A meeting was held with the management of Sigachi Industries to discuss the company’s performance, strategic initiatives, and future outlook. Key insights from the discussion are summarized below.

Key Highlights

  • Industry Growth and Divisions: The pharmaceutical industry is growing at 8-9% annually. The oral dosage division is expanding faster than the injectables division.
  • Product Composition: Approximately 70-80% of the drug consists of inactive ingredients. The tablet value is primarily driven by active components. Whereas excipients are only 10% of tablet value. The low cost is a reason for customer stickiness.
  • Core Products: MCC (Microcrystalline Cellulose) is the prime product. Compaction is a key functionality for tablet strength. APIs may need coating for stability.
  • Raw Materials: Raw materials are purified pulp, fully imported. Annual contracts are in place with major suppliers.
  • Competition: The largest manufacturer has 100,000 MT. Roquette, the largest leased-out entity from France, and JRS Pharma, the second largest based in Germany, are key players. JRS has a JV with Gujarat Microwax based out of Ahmedabad. They have a capacity of 18000MT.
  • CCS: Just as MCC helps in compaction, CCS helps in disintegration. Company is setting up a new plant of 1800 MTPA.
  • Capex: A new SEZ unit on a 20-acre land parcel is planned, where the CCS plant of 1800 MTPA will be set up. The plant is expected to get commissioned in October 2026. They will also plan a capex of 12000 MTPA of MCC, though timing remains unconfirmed. The CCS unit is 6 months behind schedule. 90-100 crores will be spent for the CCS plant and a similar amount will be spent to set up the MCC plant.
  • Initially the CCS plant will give an asset turn of 1x and can go upto 2.5x to 3x as new capabilities are added. Cost of brownfield capex is ~20% of greenfield capex.
  • API: Company did a sales of Rs.50 crores in last year as they were aggressively chasing sales; but did not make any profits. Last year did a sale of Rs. 29 crores but were PAT positive. Will target sales of Rs.70 crores from API division. Can expect a margin of 18-19% from APIs. The maximum sales from this facility can be Rs. 120-130 crores.
  • There is a very negative sentiment around the company.

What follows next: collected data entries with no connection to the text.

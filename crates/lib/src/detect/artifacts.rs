//! Debug copies of the latest detection.
//!
//! Each detection replaces two JPEGs in the artifact directory: the full image
//! with the box outlined and the boxed region on its own. They are never
//! served back to clients, and the directory never holds more than the last
//! pair.

use std::path::{Path, PathBuf};

use image::{DynamicImage, ImageFormat, Rgb};
use imageproc::{drawing::draw_hollow_rect_mut, rect::Rect};

use super::{DetectError, Detection};
use crate::Result;

const BOX_COLOR: Rgb<u8> = Rgb([0, 255, 0]);
const BOX_THICKNESS: i32 = 2;

pub const ANNOTATED_FILE: &str = "annotated.jpg";
pub const CROPPED_FILE: &str = "cropped.jpg";

/// Where the artifacts of one detection were written.
#[derive(Debug, Clone, PartialEq, Eq)]
pub struct ArtifactPaths {
    pub annotated: PathBuf,
    pub cropped: PathBuf,
}

/// Writes annotated and cropped copies of detected images.
#[derive(Debug, Clone)]
pub struct ArtifactWriter {
    dir: PathBuf,
}

impl ArtifactWriter {
    pub fn new(dir: impl Into<PathBuf>) -> Self {
        Self { dir: dir.into() }
    }

    /// Replace both artifacts with copies of `detection` found in `image`.
    ///
    /// Blocking; call from a blocking context.
    pub fn write(&self, image: &DynamicImage, detection: &Detection) -> Result<ArtifactPaths> {
        std::fs::create_dir_all(&self.dir).map_err(|e| DetectError::ArtifactFailed {
            path: self.dir.display().to_string(),
            reason: e.to_string(),
        })?;

        let paths = ArtifactPaths {
            annotated: self.dir.join(ANNOTATED_FILE),
            cropped: self.dir.join(CROPPED_FILE),
        };

        let (width, height) = (image.width(), image.height());
        let bbox = detection.bbox.clip(width, height);
        let x = bbox.xmin as u32;
        let y = bbox.ymin as u32;
        let w = ((bbox.xmax as u32).saturating_sub(x)).max(1).min(width.saturating_sub(x).max(1));
        let h = ((bbox.ymax as u32).saturating_sub(y)).max(1).min(height.saturating_sub(y).max(1));

        let mut annotated = image.to_rgb8();
        for inset in 0..BOX_THICKNESS {
            let rw = w as i32 - 2 * inset;
            let rh = h as i32 - 2 * inset;
            if rw <= 0 || rh <= 0 {
                break;
            }
            let rect = Rect::at(x as i32 + inset, y as i32 + inset).of_size(rw as u32, rh as u32);
            draw_hollow_rect_mut(&mut annotated, rect, BOX_COLOR);
        }
        replace(&annotated, &paths.annotated)?;

        let cropped = image.crop_imm(x, y, w, h).to_rgb8();
        replace(&cropped, &paths.cropped)?;

        Ok(paths)
    }
}

fn artifact_failed(path: &Path, reason: impl ToString) -> crate::Error {
    DetectError::ArtifactFailed {
        path: path.display().to_string(),
        reason: reason.to_string(),
    }
    .into()
}

/// Write `image` next to `path` and rename it into place, so concurrent
/// requests never leave a half-written file behind.
fn replace(image: &image::RgbImage, path: &Path) -> Result<()> {
    let staging = path.with_extension(format!("{}.tmp", uuid::Uuid::new_v4().simple()));
    if let Err(e) = image.save_with_format(&staging, ImageFormat::Jpeg) {
        let _ = std::fs::remove_file(&staging);
        return Err(artifact_failed(&staging, e));
    }
    std::fs::rename(&staging, path).map_err(|e| {
        let _ = std::fs::remove_file(&staging);
        artifact_failed(path, e)
    })
}
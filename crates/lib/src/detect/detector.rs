//! Fetch, decode, infer and select.

use std::sync::Arc;

use image::DynamicImage;

use super::{
    ArtifactWriter, DetectError, DetectOutcome, Detection, ImageFetcher, ObjectModel,
};
use crate::Result;

/// Runs the shared model against images addressed by URL.
#[derive(Clone)]
pub struct Detector {
    fetcher: Arc<dyn ImageFetcher>,
    model: Arc<dyn ObjectModel>,
    artifacts: Option<ArtifactWriter>,
}

impl Detector {
    pub fn new(fetcher: Arc<dyn ImageFetcher>, model: Arc<dyn ObjectModel>) -> Self {
        Self {
            fetcher,
            model,
            artifacts: None,
        }
    }

    /// Also write annotated/cropped copies of every detection.
    pub fn with_artifacts(mut self, writer: ArtifactWriter) -> Self {
        self.artifacts = Some(writer);
        self
    }

    /// Detect the first object in the image at `url`.
    ///
    /// The first candidate in the model's own order wins; no re-sorting
    /// happens here.
    ///
    /// # Errors
    /// - fetch errors from the [`ImageFetcher`]
    /// - [`DetectError::DecodeFailed`] if the bytes are not an image
    /// - [`DetectError::ModelFailed`] / [`DetectError::UnknownClass`] if the
    ///   model fails or reports something unusable
    pub async fn detect(&self, url: &str) -> Result<DetectOutcome> {
        let bytes = self.fetcher.fetch(url).await?;
        let image = image::load_from_memory(&bytes).map_err(|e| DetectError::DecodeFailed {
            reason: e.to_string(),
        })?;
        tracing::debug!(url = %url, width = image.width(), height = image.height(), "Decoded image");

        let model = Arc::clone(&self.model);
        let artifacts = self.artifacts.clone();
        tokio::task::spawn_blocking(move || select_first(model.as_ref(), artifacts.as_ref(), &image))
            .await
            .map_err(|e| DetectError::ModelFailed {
                reason: format!("inference task failed: {e}"),
            })?
    }
}

/// Run `model` once and resolve its first candidate.
fn select_first(
    model: &dyn ObjectModel,
    artifacts: Option<&ArtifactWriter>,
    image: &DynamicImage,
) -> Result<DetectOutcome> {
    let candidates = model.infer(image)?;
    let Some(first) = candidates.into_iter().next() else {
        tracing::info!("No objects detected");
        return Ok(DetectOutcome::NoDetection);
    };

    let class_name = model
        .class_name(first.class_id)
        .filter(|name| !name.is_empty())
        .ok_or(DetectError::UnknownClass {
            class_id: first.class_id,
        })?
        .to_string();

    let bbox = first.bbox.clip(image.width(), image.height());
    if !bbox.is_proper() || !(0.0..=1.0).contains(&first.confidence) {
        return Err(DetectError::ModelFailed {
            reason: format!(
                "unusable candidate: box {:?}, confidence {}",
                first.bbox, first.confidence
            ),
        }
        .into());
    }

    let detection = Detection {
        bbox,
        confidence: first.confidence,
        class_name,
    };
    tracing::info!(
        object = %detection.class_name,
        confidence = detection.confidence,
        xmin = bbox.xmin,
        xmax = bbox.xmax,
        ymin = bbox.ymin,
        ymax = bbox.ymax,
        "Detected object"
    );

    if let Some(writer) = artifacts {
        match writer.write(image, &detection) {
            Ok(paths) => tracing::debug!(
                object = %detection.class_name,
                annotated = %paths.annotated.display(),
                cropped = %paths.cropped.display(),
                "Wrote detection artifacts"
            ),
            Err(e) => tracing::warn!("Failed to write detection artifacts: {e}"),
        }
    }

    Ok(DetectOutcome::Detected(detection))
}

Further there are statements like these which may cause further negative impact going forward:
    My father and others had raised concerns multiple times about the ageing equipment. They warned the management that continued use of the outdated machinery could result in disaster — but no one listened,” Yashwanth was quoted by ToI as saying.
    In the aftermath, Telangana Chief Minister A Revanth Reddy visited the blast site along with Ministers Sridhar Babu, Damodara Raja Narasimha, G Vivek, and P Srinivasa Reddy.

Expressing sharp disapproval of the company’s handling of the crisis, the Chief Minister reprimanded Sigachi’s top management for staying absent during the critical hours after the tragedy, reported PTI.

“Major accident has taken place. He (senior management) has to come. He has to visit the deceased person’s families. You can not avoid the situation. He has to come. Ask him to come,” the CM told a company representative, demanding a detailed report on the incident, including the firm’s safety record and previous accidents, if any.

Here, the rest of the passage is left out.